Give us our Region or face protest-

"In a moment of decision, the best thing you can do is the right thing to do. The worst thing you can do is nothing." Theodore Roosevelt.

Gonjaland Association UK & Ireland is urging His Excellency President John Dramani Mahama to re-visit the creation of a new region out of the Northern Region as a matter of urgency. The Issue of the new region which got to Cabinet level during the era of Ex-President J. A. Kuffour seem to have been put on the back burner by the present regime.

The Association is fully aware that the President is presently inundated with large volumes of requests of all sorts but the issue of a Gonja region remains a matter of priority for the people of the Northern region and must be given the necessary attention. The Association takes the view that it is the right thing to do and must be done sooner rather than later as its members and the wider Gonjaland community are growing increasingly frustrated by the Governments lack of interest in the matter.

The creation of regions for administrative and development purposes dates back to pre-independence and is necessary to adapt to the changing conditions of the times.

It is said that history is a pattern of timeless moments and certainly no one analysing the creation or splitting of regions in Ghana can ignore their history.
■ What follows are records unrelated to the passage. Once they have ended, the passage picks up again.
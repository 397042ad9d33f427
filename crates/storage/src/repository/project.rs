use sqlx::PgPool;
use uuid::Uuid;

use crate::error::Result;
use crate::models::Project;

pub struct ProjectRepository<'a> {
    pool: &'a PgPool,
}

impl<'a> ProjectRepository<'a> {
    pub fn new(pool: &'a PgPool) -> Self {
        Self { pool }
    }

    pub async fn find_by_id(&self, project_id: Uuid) -> Result<Option<Project>> {
        let project = sqlx::query_as::<_, Project>(
            r#"
            SELECT project_id, organization_id, name, total_days, start_date, created_at
            FROM projects
            WHERE project_id = $1
            "#,
        )
        .bind(project_id)
        .fetch_optional(self.pool)
        .await?;

        Ok(project)
    }
}
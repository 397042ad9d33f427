use chrono::{DateTime, Utc};
use serde::{Deserialize, Serialize};
use sqlx::FromRow;
use utoipa::ToSchema;
use uuid::Uuid;

/// Per-project, per-day action configuration. Read-only from the ledger's
/// perspective; written only through the admin batch import.
#[derive(Debug, Clone, Serialize, Deserialize, FromRow, ToSchema)]
pub struct DayTemplate {
    pub template_id: Uuid,
    pub project_id: Uuid,
    pub day_number: i32,
    pub title: String,
    pub description: Option<String>,
    pub points_base: i32,
    pub requires_photo: bool,
    pub created_at: DateTime<Utc>,
}
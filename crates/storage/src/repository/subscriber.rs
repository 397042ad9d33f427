use sqlx::PgPool;
use uuid::Uuid;

use crate::error::Result;
use crate::models::{ActiveSubscriber, SubscriberContext};

pub struct SubscriberRepository<'a> {
    pool: &'a PgPool,
}

impl<'a> SubscriberRepository<'a> {
    pub fn new(pool: &'a PgPool) -> Self {
        Self { pool }
    }

    /// Recipient set for a dispatch fan-out: active subscribers of the
    /// project, connected or not.
    pub async fn active_subscribers(&self, project_id: Uuid) -> Result<Vec<ActiveSubscriber>> {
        let subscribers = sqlx::query_as::<_, ActiveSubscriber>(
            r#"
            SELECT u.user_id, u.display_name, ps.channel_user_id
            FROM project_subscriptions ps
            INNER JOIN users u ON ps.user_id = u.user_id
            WHERE ps.project_id = $1 AND ps.is_active = TRUE
            ORDER BY ps.created_at
            "#,
        )
        .bind(project_id)
        .fetch_all(self.pool)
        .await?;

        Ok(subscribers)
    }

    /// Resolve an inbound channel identity to the subscription a submission
    /// should land on. When a user subscribed to several projects under the
    /// same identity, the most recent active subscription wins.
    pub async fn find_active_by_channel_identity(
        &self,
        channel_user_id: &str,
    ) -> Result<Option<SubscriberContext>> {
        let context = sqlx::query_as::<_, SubscriberContext>(
            r#"
            SELECT ps.user_id, ps.project_id, p.start_date, p.total_days
            FROM project_subscriptions ps
            INNER JOIN projects p ON ps.project_id = p.project_id
            WHERE ps.channel_user_id = $1 AND ps.is_active = TRUE
            ORDER BY ps.created_at DESC
            LIMIT 1
            "#,
        )
        .bind(channel_user_id)
        .fetch_optional(self.pool)
        .await?;

        Ok(context)
    }

    /// Toggle every subscription attached to the channel identity. Returns
    /// the number of rows touched.
    pub async fn set_active_by_channel_identity(
        &self,
        channel_user_id: &str,
        is_active: bool,
    ) -> Result<u64> {
        let result = sqlx::query(
            "UPDATE project_subscriptions SET is_active = $2 WHERE channel_user_id = $1",
        )
        .bind(channel_user_id)
        .bind(is_active)
        .execute(self.pool)
        .await?;

        Ok(result.rows_affected())
    }
}
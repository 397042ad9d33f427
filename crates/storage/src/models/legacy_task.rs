use serde::{Deserialize, Serialize};
use sqlx::FromRow;
use uuid::Uuid;

/// Task row from the pre-template era. Only consulted when the
/// template-synthesis compatibility mode is enabled.
#[derive(Debug, Clone, Serialize, Deserialize, FromRow)]
pub struct LegacyProjectTask {
    pub legacy_task_id: Uuid,
    pub project_id: Uuid,
    pub day_number: i32,
    pub title: String,
    pub points: i32,
}
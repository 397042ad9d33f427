use axum::{Router, middleware::from_fn_with_state, routing::post};

use crate::middleware::auth::require_api_key;
use crate::state::AppState;

use super::handlers::{evaluate_completion, list_completions, submit_completion};

pub fn routes(state: &AppState) -> Router<AppState> {
    Router::new()
        .route("/", post(submit_completion).get(list_completions))
        .route(
            "/:record_id/evaluation",
            post(evaluate_completion).layer(from_fn_with_state(state.clone(), require_api_key)),
        )
}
As far back as 1900, the coastal region of Ghana formerly the Gold Coast had been colonised by the United Kingdom and in 1901, Ashanti, which was already a British protectorate, was annexed. The Northern Territories Protectorate comprising the present three northern regions followed in 1902. After World War I, (1914-1918) the Allies divided Germany's African possessions among themselves- this included Namibia and Togoland. The League of Nations mandated Togoland to Great Britain and France. They split it longitudinally. Britain received the smaller western strip, which became Trans Volta-Togoland territory. This territory was administered from the Gold Coast until 13 December 1956, when it formally merged with the Gold Coast. Our beloved country was granted independence on 06 March 1957 and took the name Ghana. The eastern strip given to France became today’s Togo.

After the country’s independence in 1957, the Ashanti Protectorate became the Ashanti region. The Gold Coast Colony with the capital in Accra was split into Eastern and Western regions. The Northern Protectorate and the Northern part of Trans-Volta Togoland trust territory became Northern Region and the remaining part of the Trans-Volta Togoland including Anlo and Tongu which were then part of the Gold Coast colony became the Volta Region.

On 04 April 1959, the vast Ashanti region was split into Ashanti and Brong-Ahafo regions. On 01 July 1960, the Northern region was also split into Northern and Upper regions.

Similarly, in July 1970, the Western region was split into Western and Central regions (or the Central region was created out of the Western region with Cape Coast as its capital) and in 1971, the two cities of Sekondi and Takoradi merged into Sekondi-Takoradi to become the capital of the Western region. Further, on 23 July 1982, the Accra capital district and the Ada local council split from the Eastern region to become the Greater Accra region (capital- Accra) and finally, in 1983 the Upper region was split into the Upper East and Upper West regions with their capitals as Bolgatanga and Wa respectively. So with only three regions in 1902 (Ashanti, Gold coast colony and Northern Territories Protectorate) the country has grown expansively into 10 regions to accommodate the growing population and to accelerate development through efficient administration.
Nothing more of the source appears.